Items listed in a dataset:
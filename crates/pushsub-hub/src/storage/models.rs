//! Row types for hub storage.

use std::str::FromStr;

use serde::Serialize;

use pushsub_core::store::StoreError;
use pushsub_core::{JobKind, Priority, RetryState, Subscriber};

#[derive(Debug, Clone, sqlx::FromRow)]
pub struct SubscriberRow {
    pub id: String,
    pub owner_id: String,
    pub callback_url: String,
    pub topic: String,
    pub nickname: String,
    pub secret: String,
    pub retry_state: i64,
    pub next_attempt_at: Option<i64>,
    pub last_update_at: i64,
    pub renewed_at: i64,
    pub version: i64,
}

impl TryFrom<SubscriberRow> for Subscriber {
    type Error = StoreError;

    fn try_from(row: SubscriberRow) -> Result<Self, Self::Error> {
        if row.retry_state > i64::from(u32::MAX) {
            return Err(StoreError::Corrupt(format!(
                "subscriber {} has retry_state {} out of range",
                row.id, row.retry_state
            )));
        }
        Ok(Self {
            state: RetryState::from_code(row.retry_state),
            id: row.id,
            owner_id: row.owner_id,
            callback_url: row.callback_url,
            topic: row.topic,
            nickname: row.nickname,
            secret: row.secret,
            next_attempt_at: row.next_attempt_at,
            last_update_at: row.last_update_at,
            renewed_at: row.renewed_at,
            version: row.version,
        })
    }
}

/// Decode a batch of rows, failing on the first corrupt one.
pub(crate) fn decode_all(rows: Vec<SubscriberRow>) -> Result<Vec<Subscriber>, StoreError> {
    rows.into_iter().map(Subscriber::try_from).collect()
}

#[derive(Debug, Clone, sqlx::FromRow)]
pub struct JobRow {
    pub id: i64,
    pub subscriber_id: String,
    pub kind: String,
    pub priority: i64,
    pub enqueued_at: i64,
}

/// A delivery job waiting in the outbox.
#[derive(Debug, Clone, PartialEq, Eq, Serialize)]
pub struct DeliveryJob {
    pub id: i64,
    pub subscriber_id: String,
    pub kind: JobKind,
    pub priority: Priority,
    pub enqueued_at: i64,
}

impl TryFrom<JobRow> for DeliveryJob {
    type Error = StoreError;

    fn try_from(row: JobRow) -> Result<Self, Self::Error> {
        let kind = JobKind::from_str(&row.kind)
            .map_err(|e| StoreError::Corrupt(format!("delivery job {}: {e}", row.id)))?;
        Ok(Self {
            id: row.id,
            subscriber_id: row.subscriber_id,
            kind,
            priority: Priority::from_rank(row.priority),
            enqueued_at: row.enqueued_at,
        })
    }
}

§ TASK INSTRUCTIONS
Could you return the lines in the entries above that contain "TryFrom"?

§ ANSWER TO THIS TASK
impl TryFrom<SubscriberRow> for Subscriber {
impl TryFrom<JobRow> for DeliveryJob {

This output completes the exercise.